Records Start Marker
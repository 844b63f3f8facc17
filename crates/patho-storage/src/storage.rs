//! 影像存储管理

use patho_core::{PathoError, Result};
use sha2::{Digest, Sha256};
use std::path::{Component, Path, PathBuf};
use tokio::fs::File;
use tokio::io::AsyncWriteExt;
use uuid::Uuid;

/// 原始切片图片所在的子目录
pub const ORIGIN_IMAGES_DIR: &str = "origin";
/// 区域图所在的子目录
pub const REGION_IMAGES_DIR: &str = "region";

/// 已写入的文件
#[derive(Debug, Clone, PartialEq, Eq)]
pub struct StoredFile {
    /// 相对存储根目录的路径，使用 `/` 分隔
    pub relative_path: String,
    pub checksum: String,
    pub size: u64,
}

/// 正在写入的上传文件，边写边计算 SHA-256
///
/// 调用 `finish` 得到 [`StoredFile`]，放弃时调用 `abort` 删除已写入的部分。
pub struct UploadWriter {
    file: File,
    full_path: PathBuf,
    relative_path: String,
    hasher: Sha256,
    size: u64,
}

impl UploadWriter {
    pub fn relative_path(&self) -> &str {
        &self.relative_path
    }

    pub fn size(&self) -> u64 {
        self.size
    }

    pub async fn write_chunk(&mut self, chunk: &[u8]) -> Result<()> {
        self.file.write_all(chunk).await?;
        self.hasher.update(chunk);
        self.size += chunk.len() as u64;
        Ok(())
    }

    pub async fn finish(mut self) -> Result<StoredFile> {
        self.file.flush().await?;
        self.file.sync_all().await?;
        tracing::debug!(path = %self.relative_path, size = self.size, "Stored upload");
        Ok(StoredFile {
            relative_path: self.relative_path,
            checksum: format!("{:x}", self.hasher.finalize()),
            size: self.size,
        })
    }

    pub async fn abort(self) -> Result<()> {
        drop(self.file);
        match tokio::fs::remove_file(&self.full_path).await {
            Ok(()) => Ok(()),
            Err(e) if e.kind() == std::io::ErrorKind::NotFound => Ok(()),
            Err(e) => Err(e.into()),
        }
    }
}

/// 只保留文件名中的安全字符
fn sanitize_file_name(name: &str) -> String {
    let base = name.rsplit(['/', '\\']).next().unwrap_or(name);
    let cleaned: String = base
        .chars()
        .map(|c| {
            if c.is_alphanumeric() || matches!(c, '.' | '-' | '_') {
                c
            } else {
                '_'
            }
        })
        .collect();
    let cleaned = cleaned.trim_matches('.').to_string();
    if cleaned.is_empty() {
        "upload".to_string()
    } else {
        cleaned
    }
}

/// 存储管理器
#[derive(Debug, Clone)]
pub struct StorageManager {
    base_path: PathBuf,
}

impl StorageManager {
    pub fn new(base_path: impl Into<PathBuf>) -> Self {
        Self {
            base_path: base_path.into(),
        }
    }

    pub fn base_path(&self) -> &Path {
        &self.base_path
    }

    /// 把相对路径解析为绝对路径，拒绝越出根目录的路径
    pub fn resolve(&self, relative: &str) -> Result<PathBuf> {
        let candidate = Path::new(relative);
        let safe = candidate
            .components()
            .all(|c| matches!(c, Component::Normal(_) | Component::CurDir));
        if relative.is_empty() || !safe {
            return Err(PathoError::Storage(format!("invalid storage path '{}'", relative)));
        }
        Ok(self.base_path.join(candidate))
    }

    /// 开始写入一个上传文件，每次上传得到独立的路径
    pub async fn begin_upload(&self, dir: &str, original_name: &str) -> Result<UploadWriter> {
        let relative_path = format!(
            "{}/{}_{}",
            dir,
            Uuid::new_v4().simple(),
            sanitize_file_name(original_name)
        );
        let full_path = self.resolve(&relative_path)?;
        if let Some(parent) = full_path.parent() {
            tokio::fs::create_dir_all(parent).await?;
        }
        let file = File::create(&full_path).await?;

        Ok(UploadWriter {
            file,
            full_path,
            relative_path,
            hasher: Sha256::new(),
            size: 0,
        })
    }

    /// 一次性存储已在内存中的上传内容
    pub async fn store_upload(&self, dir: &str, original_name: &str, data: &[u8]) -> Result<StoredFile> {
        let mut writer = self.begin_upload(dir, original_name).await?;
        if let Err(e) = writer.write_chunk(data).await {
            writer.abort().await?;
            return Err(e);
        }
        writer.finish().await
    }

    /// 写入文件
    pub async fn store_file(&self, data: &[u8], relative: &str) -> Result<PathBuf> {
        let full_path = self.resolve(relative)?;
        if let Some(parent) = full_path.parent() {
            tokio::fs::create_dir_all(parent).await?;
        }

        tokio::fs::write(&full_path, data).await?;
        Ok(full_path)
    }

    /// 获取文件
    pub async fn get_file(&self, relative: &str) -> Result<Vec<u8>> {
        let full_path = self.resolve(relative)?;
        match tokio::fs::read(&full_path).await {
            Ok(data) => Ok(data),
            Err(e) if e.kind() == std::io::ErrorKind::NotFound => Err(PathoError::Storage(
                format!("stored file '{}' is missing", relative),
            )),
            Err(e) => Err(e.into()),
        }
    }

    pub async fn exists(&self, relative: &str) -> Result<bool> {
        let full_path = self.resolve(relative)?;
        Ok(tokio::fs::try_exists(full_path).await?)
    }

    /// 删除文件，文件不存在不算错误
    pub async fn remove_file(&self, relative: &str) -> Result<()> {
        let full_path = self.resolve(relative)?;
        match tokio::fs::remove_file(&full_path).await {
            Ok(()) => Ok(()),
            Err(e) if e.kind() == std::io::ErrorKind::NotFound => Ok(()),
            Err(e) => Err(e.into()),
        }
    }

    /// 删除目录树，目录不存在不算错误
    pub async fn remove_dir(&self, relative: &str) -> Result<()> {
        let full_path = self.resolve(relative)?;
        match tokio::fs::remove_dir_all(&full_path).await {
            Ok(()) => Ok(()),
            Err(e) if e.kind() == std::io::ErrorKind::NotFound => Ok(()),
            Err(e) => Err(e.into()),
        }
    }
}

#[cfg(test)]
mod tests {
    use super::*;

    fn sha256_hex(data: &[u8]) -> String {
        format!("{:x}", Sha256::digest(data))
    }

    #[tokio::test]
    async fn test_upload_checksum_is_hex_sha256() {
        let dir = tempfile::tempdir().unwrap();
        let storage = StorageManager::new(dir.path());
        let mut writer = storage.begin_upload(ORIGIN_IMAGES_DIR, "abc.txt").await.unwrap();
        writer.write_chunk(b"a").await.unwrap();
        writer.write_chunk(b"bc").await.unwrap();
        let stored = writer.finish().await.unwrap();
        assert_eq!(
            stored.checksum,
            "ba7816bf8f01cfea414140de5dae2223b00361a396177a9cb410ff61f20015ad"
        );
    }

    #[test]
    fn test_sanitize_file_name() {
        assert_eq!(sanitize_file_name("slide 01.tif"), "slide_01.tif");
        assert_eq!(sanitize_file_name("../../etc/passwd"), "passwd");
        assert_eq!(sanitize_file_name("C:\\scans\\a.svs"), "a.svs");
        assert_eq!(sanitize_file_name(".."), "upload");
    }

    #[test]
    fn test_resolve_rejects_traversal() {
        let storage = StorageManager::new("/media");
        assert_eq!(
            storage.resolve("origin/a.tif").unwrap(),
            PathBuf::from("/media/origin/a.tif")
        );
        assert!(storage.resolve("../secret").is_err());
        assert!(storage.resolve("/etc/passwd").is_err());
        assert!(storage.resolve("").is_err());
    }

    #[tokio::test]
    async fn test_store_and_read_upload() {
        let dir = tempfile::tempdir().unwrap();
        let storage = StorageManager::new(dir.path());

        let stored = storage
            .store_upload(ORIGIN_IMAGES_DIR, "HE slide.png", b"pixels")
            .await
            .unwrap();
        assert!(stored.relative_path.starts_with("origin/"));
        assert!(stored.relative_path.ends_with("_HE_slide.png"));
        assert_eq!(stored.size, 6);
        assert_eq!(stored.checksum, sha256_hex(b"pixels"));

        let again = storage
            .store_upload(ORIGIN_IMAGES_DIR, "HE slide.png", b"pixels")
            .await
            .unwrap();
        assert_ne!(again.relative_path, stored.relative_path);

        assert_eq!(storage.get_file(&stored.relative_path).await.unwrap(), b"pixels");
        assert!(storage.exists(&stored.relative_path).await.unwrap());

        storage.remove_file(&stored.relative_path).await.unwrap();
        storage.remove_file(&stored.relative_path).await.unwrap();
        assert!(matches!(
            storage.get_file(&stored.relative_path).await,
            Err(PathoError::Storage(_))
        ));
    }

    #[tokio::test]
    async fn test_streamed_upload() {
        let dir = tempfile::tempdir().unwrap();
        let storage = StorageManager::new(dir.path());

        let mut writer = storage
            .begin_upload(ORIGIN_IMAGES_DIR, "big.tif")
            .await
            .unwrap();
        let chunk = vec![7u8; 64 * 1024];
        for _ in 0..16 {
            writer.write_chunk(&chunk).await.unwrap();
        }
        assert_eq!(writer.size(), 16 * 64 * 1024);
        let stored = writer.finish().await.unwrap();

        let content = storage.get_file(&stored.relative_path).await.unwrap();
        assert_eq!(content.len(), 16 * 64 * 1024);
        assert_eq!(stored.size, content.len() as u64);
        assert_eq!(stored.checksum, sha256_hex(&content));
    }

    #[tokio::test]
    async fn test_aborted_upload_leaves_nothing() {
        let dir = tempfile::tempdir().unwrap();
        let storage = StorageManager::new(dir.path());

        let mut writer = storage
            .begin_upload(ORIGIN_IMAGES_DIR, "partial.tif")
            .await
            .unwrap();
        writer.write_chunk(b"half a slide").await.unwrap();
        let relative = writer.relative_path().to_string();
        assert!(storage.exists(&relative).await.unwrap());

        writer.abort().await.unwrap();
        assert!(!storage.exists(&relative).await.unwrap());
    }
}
Records End Marker
Exercise:
Once you find the line with "pub const ORIGIN_IMAGES_DIR: &str" in the entries above, output it and each line after it up to and including the line with "fn sanitize_file_name(name: &str)", and nothing else.

Response to the exercise:
pub const ORIGIN_IMAGES_DIR: &str = "origin";
/// 区域图所在的子目录
pub const REGION_IMAGES_DIR: &str = "region";

/// 已写入的文件
#[derive(Debug, Clone, PartialEq, Eq)]
pub struct StoredFile {
    /// 相对存储根目录的路径，使用 `/` 分隔
    pub relative_path: String,
    pub checksum: String,
    pub size: u64,
}

/// 正在写入的上传文件，边写边计算 SHA-256
///
/// 调用 `finish` 得到 [`StoredFile`]，放弃时调用 `abort` 删除已写入的部分。
pub struct UploadWriter {
    file: File,
    full_path: PathBuf,
    relative_path: String,
    hasher: Sha256,
    size: u64,
}

impl UploadWriter {
    pub fn relative_path(&self) -> &str {
        &self.relative_path
    }

    pub fn size(&self) -> u64 {
        self.size
    }

    pub async fn write_chunk(&mut self, chunk: &[u8]) -> Result<()> {
        self.file.write_all(chunk).await?;
        self.hasher.update(chunk);
        self.size += chunk.len() as u64;
        Ok(())
    }

    pub async fn finish(mut self) -> Result<StoredFile> {
        self.file.flush().await?;
        self.file.sync_all().await?;
        tracing::debug!(path = %self.relative_path, size = self.size, "Stored upload");
        Ok(StoredFile {
            relative_path: self.relative_path,
            checksum: format!("{:x}", self.hasher.finalize()),
            size: self.size,
        })
    }

    pub async fn abort(self) -> Result<()> {
        drop(self.file);
        match tokio::fs::remove_file(&self.full_path).await {
            Ok(()) => Ok(()),
            Err(e) if e.kind() == std::io::ErrorKind::NotFound => Ok(()),
            Err(e) => Err(e.into()),
        }
    }
}

/// 只保留文件名中的安全字符
fn sanitize_file_name(name: &str) -> String {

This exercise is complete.